One day during the depression stage (short lived I am grateful to say) I thought I was going to lose it in the grocery store. The clerk at the deli took forever to slice the turkey and then forgot the roast beef altogether. These things wouldn’t have made me bat an eye or feel anything on a regular day but that day of depression they just about sent me into hysterics. I just couldn’t be out in society, carrying on as if everything was okay when it wasn’t and it wasn’t ever going to be okay again. Tears were so near the surface I swear if the check out girl dared to ask how my day was going, it was all over!
Voila, I had arrived at the next stage! Grief, sadness, what have you. This is where the tears really flow and you just let it out. The loss has finally hit home.
I was blessed to be with some dear friends who just held me as I cried and encouraged me to just let it out. They didn’t try to tell me it would all be all right or that things would work out etc. They just let me be where I was, in my sadness, with my loss. My heart felt as though it was cracking right open and again, through it all, there was this inner sense that all is as it should be and that the greatest gift I could give myself was to just be with whatever I was feeling at that time.
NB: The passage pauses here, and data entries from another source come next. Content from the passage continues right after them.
use std::collections::BTreeSet;

use super::model::ScanSet;

// ---------------------------------------------------------------------------
// Active selection: which scans take part in a recompute
// ---------------------------------------------------------------------------

/// Set of active `ScanSet` indices.
///
/// Iteration is in ascending index order, which is ascending series-key
/// order because the `ScanSet` is sorted.
#[derive(Debug, Clone, Default, PartialEq, Eq)]
pub struct ActiveSelection {
    indices: BTreeSet<usize>,
}

impl ActiveSelection {
    /// Every scan of a set of `len` scans is active.
    pub fn all(len: usize) -> Self {
        Self {
            indices: (0..len).collect(),
        }
    }

    /// Nothing active.
    pub fn none() -> Self {
        Self::default()
    }

    /// Activate exactly the scans whose series key is listed.
    pub fn from_keys(scans: &ScanSet, keys: &[f64]) -> Self {
        scans
            .iter()
            .enumerate()
            .filter(|(_, s)| keys.iter().any(|k| *k == s.series_key))
            .map(|(i, _)| i)
            .collect()
    }

    pub fn contains(&self, index: usize) -> bool {
        self.indices.contains(&index)
    }

    /// Flip one scan; returns whether it is active afterwards.
    pub fn toggle(&mut self, index: usize) -> bool {
        if self.indices.remove(&index) {
            false
        } else {
            self.indices.insert(index);
            true
        }
    }

    pub fn set(&mut self, index: usize, active: bool) {
        if active {
            self.indices.insert(index);
        } else {
            self.indices.remove(&index);
        }
    }

    pub fn len(&self) -> usize {
        self.indices.len()
    }

    pub fn is_empty(&self) -> bool {
        self.indices.is_empty()
    }

    pub fn iter(&self) -> impl Iterator<Item = usize> + '_ {
        self.indices.iter().copied()
    }
}

impl FromIterator<usize> for ActiveSelection {
    fn from_iter<I: IntoIterator<Item = usize>>(iter: I) -> Self {
        Self {
            indices: iter.into_iter().collect(),
        }
    }
}
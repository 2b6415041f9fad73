use crate::data::model::ScanSet;
use crate::error::ImportError;

/// Divide every scan's intensity by the single largest intensity of the set.
///
/// Returns the scale factor. Afterwards the largest value across all scans is
/// exactly 1.0 and every cross-scan ratio is unchanged.
pub fn normalize_series(scans: &mut ScanSet) -> Result<f64, ImportError> {
    let global_max = scans
        .iter()
        .map(|s| s.y_max())
        .fold(f64::NEG_INFINITY, f64::max);

    if !global_max.is_finite() || global_max <= 0.0 {
        return Err(ImportError::FlatIntensity(global_max));
    }

    for scan in scans.scans_mut() {
        for v in &mut scan.y {
            *v /= global_max;
        }
    }
    Ok(global_max)
}
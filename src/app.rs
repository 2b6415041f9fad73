use anyhow::{bail, Context, Result};

use peak_trends::{ActiveSelection, AnalysisConfig, AppState, SeriesResult};

use crate::Cli;

// ---------------------------------------------------------------------------
// Headless driver
// ---------------------------------------------------------------------------

pub struct PeakTrendsApp {
    pub state: AppState,
}

impl PeakTrendsApp {
    pub fn new(cli: &Cli) -> Result<Self> {
        let config = match &cli.config {
            Some(path) => AnalysisConfig::from_path(path)?,
            None => AnalysisConfig::default(),
        };
        Ok(Self {
            state: AppState::new(config),
        })
    }

    /// Import, apply the command-line regions and selection, report, export.
    pub fn run(&mut self, cli: &Cli) -> Result<()> {
        let state = &mut self.state;
        state
            .import_directory(&cli.dir)
            .with_context(|| format!("Failed to import {}", cli.dir.display()))?;

        if cli.primary.is_some() || cli.secondary.is_some() {
            let primary = cli.primary.unwrap_or(state.primary);
            let secondary = cli.secondary.unwrap_or(state.secondary);
            state.set_regions(primary, secondary);
        }

        if !cli.only.is_empty() {
            let Some(scans) = state.scans.as_ref() else {
                bail!("no scans loaded");
            };
            let selection = ActiveSelection::from_keys(scans, &cli.only);
            if selection.is_empty() {
                bail!("none of the series keys {:?} was imported", cli.only);
            }
            state.set_selection(selection);
        }

        if cli.show_fits {
            state.set_show_fits(true);
        }

        if let Some(result) = &state.last_result {
            print_summary(result, cli.show_fits);
        }
        if let Some(message) = &state.status_message {
            println!("{message}");
        }

        if let Some(out) = &cli.out {
            state
                .export(out)
                .with_context(|| format!("Failed to export to {}", out.display()))?;
            println!("wrote {}", out.display());
        }
        Ok(())
    }
}

fn print_summary(result: &SeriesResult, show_fits: bool) {
    println!(
        "primary {}  secondary {}",
        result.primary_region, result.secondary_region
    );
    println!(
        "{:>10}  {:>10} {:>10} {:>8}  {:>10} {:>10} {:>8}  {:>8}",
        "key", "sigma1", "area1", "R²1", "sigma2", "area2", "R²2", "ratio"
    );
    for e in &result.entries {
        print!(
            "{:>10}  {:>10.4} {:>10.4} {:>8.4}  {:>10.4} {:>10.4} {:>8.4}  {:>8.4}",
            e.series_key,
            e.primary.sigma,
            e.primary.area,
            e.primary.r_squared,
            e.secondary.sigma,
            e.secondary.area,
            e.secondary.r_squared,
            e.ratio
        );
        if show_fits {
            let samples = |c: &Option<Vec<[f64; 2]>>| c.as_ref().map_or(0, Vec::len);
            print!(
                "  curves {}/{}",
                samples(&e.primary.curve),
                samples(&e.secondary.curve)
            );
        }
        println!();
    }
    for f in &result.failures {
        println!(
            "{:>10}  skipped: {} ({} region): {}",
            f.series_key, f.name, f.region, f.error
        );
    }
}
mod app;

use std::path::PathBuf;

use clap::Parser;
use peak_trends::Region;

use app::PeakTrendsApp;

#[derive(Parser)]
#[command(name = "peak-trends")]
#[command(about = "Fit Gaussian peaks in two x regions across a series of scans")]
#[command(version)]
pub struct Cli {
    /// Directory holding one scan file per series key.
    dir: PathBuf,

    /// Primary fitting region as LO,HI (default: 25-45 % of the x extent).
    #[arg(long, value_parser = parse_region, allow_hyphen_values = true)]
    primary: Option<Region>,

    /// Secondary fitting region as LO,HI (default: 55-75 % of the x extent).
    #[arg(long, value_parser = parse_region, allow_hyphen_values = true)]
    secondary: Option<Region>,

    /// Only fit the scans with this series key (repeatable).
    #[arg(long = "only", value_name = "KEY", allow_hyphen_values = true)]
    only: Vec<f64>,

    /// Write the results table to this file.
    #[arg(long)]
    out: Option<PathBuf>,

    /// JSON analysis configuration.
    #[arg(long)]
    config: Option<PathBuf>,

    /// Keep the fitted curves and print their sample count.
    #[arg(long)]
    show_fits: bool,
}

fn parse_region(s: &str) -> Result<Region, String> {
    let (lo, hi) = s
        .split_once(',')
        .ok_or_else(|| format!("expected LO,HI, got '{s}'"))?;
    let parse = |t: &str| {
        t.trim()
            .parse::<f64>()
            .ok()
            .filter(|v| v.is_finite())
            .ok_or_else(|| format!("'{t}' is not a finite number"))
    };
    Ok(Region::new(parse(lo)?, parse(hi)?))
}

fn main() -> anyhow::Result<()> {
    env_logger::init();

    let cli = Cli::parse();
    let mut app = PeakTrendsApp::new(&cli)?;
    app.run(&cli)
}

#[cfg(test)]
mod tests {
    use super::*;

    #[test]
    fn region_argument_parses_both_bounds() {
        assert_eq!(parse_region("10,20.5"), Ok(Region::new(10.0, 20.5)));
        assert_eq!(parse_region(" -5 , 5 "), Ok(Region::new(-5.0, 5.0)));
        assert!(parse_region("10").is_err());
        assert!(parse_region("a,2").is_err());
        assert!(parse_region("1,inf").is_err());
    }

    #[test]
    fn cli_accepts_repeated_keys() {
        let cli = Cli::try_parse_from([
            "peak-trends",
            "scans",
            "--primary",
            "20,40",
            "--only",
            "10",
            "--only",
            "-5",
            "--show-fits",
        ])
        .unwrap();
        assert_eq!(cli.primary, Some(Region::new(20.0, 40.0)));
        assert!(cli.secondary.is_none());
        assert_eq!(cli.only, [10.0, -5.0]);
        assert!(cli.show_fits);
    }
}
Throughout these stages those stories kept popping up of what I could have done differently, what might happen in the future to change the situation etc. and each time I noticed I was in one of those stories I noticed that I was feeling very sad and anxious and I just invited myself to let it go. My article on Hopelessness shares a bit about how I went about being here now even when here and now wasn’t the most happenin’ place to be ( http://www.cedriccentre.com/blog/?p=52 ). Works like a hot damn – when you remember to do it!
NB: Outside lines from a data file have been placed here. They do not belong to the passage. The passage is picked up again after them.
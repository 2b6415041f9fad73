use nalgebra::{DMatrix, DVector};

use crate::config::BaselineConfig;

// ---------------------------------------------------------------------------
// Iterative polynomial baseline
// ---------------------------------------------------------------------------

/// Estimate the slowly varying background of `y`.
///
/// A polynomial is fitted by least squares, the signal is clipped to
/// `min(signal, fit)` and the fit repeated until the coefficients settle.
/// Peaks rise above the polynomial and get clipped away, so the baseline
/// follows the floor of the signal.
pub fn estimate_baseline(y: &[f64], cfg: &BaselineConfig) -> Result<Vec<f64>, String> {
    let n = y.len();
    if n == 0 {
        return Ok(Vec::new());
    }
    if y.iter().any(|v| !v.is_finite()) {
        return Err("intensity contains NaN or infinite values".into());
    }

    let order = (cfg.degree + 1).min(n);
    // Abscissa normalized to [0, 1] keeps the Vandermonde matrix well conditioned.
    let step = if n > 1 { 1.0 / (n - 1) as f64 } else { 0.0 };
    let vander = DMatrix::from_fn(n, order, |i, j| (i as f64 * step).powi(j as i32));
    let pinv = vander.clone().pseudo_inverse(1e-12)?;

    let mut work = DVector::from_column_slice(y);
    let mut coeffs = &pinv * &work;
    let mut base = &vander * &coeffs;

    for _ in 0..cfg.max_iterations {
        for (w, b) in work.iter_mut().zip(base.iter()) {
            *w = w.min(*b);
        }
        let next = &pinv * &work;
        let change = (&next - &coeffs).norm() / coeffs.norm().max(f64::EPSILON);
        coeffs = next;
        base = &vander * &coeffs;
        if change < cfg.tolerance {
            break;
        }
    }

    Ok(base.iter().copied().collect())
}

/// Subtract the estimated baseline from `y`.
pub fn remove_baseline(y: &[f64], cfg: &BaselineConfig) -> Result<Vec<f64>, String> {
    let base = estimate_baseline(y, cfg)?;
    Ok(y.iter().zip(&base).map(|(v, b)| v - b).collect())
}

#[cfg(test)]
mod tests {
    use super::*;

    fn gaussian(x: f64, amplitude: f64, center: f64, sigma: f64) -> f64 {
        amplitude * (-(x - center).powi(2) / (2.0 * sigma * sigma)).exp()
    }

    fn axis() -> Vec<f64> {
        (0..=400).map(|i| i as f64 * 0.25).collect()
    }

    #[test]
    fn empty_input_gives_empty_output() {
        let out = remove_baseline(&[], &BaselineConfig::default()).unwrap();
        assert!(out.is_empty());
    }

    #[test]
    fn flat_series_is_idempotent() {
        let cfg = BaselineConfig::default();
        let y = vec![0.0; 200];
        let once = remove_baseline(&y, &cfg).unwrap();
        let twice = remove_baseline(&once, &cfg).unwrap();
        for (a, b) in once.iter().zip(&twice) {
            assert!(a.abs() < 1e-9);
            assert!((a - b).abs() < 1e-9);
        }
    }

    #[test]
    fn removes_polynomial_drift_without_peaks() {
        let x = axis();
        let y: Vec<f64> = x.iter().map(|&v| 0.3 + 0.01 * v - 5e-5 * v * v).collect();
        let out = remove_baseline(&y, &BaselineConfig::default()).unwrap();
        let worst = out.iter().fold(0.0_f64, |m, v| m.max(v.abs()));
        assert!(worst < 1e-6, "residual drift {worst}");
    }

    #[test]
    fn strong_peak_survives_drift_removal() {
        let x = axis();
        let y: Vec<f64> = x
            .iter()
            .map(|&v| 0.2 + 0.003 * v + gaussian(v, 1.0, 50.0, 3.0))
            .collect();
        let out = remove_baseline(&y, &BaselineConfig::default()).unwrap();

        let peak = out[200];
        assert!((0.95..1.05).contains(&peak), "peak height {peak}");
        // Drift of 0.2..0.5 is reduced to a small positive residue.
        assert!(out[10].abs() < 0.15, "left tail {}", out[10]);
        assert!(out[390].abs() < 0.15, "right tail {}", out[390]);
        let lowest = out.iter().copied().fold(f64::INFINITY, f64::min);
        assert!(lowest > -0.02, "baseline overshoots the signal: {lowest}");
    }

    #[test]
    fn deterministic() {
        let x = axis();
        let y: Vec<f64> = x.iter().map(|&v| 1.0 + gaussian(v, 2.0, 30.0, 4.0)).collect();
        let cfg = BaselineConfig::default();
        assert_eq!(
            remove_baseline(&y, &cfg).unwrap(),
            remove_baseline(&y, &cfg).unwrap()
        );
    }

    #[test]
    fn rejects_non_finite_input() {
        assert!(remove_baseline(&[1.0, f64::NAN, 2.0], &BaselineConfig::default()).is_err());
    }
}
Ah, then comes acceptance; Where you see that it’s all for the best. You see the gift in the pain; The good old silver lining and so on.
To be truthful – I haven’t made it here just yet. I’m still cycling around in the shock, anger, depression, sadness stuff; Which again, is a very normal part of the grieving process. But it’s getting lighter and easier and it is very early days. I know acceptance is just a week or two away – maybe sooner! Meditation helps. Time with great friends talking about things other than my pain helps. Time with my son helps. And, you poor souls! Time writing blog articles helps – being creative, sharing helps.
My higher self asks: How does it help me to hang on and want things to be different? It doesn’t really.
So, can I just allow myself to let go? Can I allow myself to let go of wanting to change the way things are as much as I do? Yes. Can I allow myself to celebrate the gift of loving as much as I was blessed to do with this man? Yes. Can I allow for the possibility that this loss is actually a blessing in disguise? That, as with all previous traumas and losses something amazing in the way of growth and perspective and new people arrive in my life and things are better than I ever imagined? Yes.
And can I allow myself to just be here now, grieving this loss as much as I am? Yes. Feeling the fullness of my heart, my gratitude for the gift of loving this person, even for a short while? Yes.
Perhaps I am a little more in the acceptance than I thought?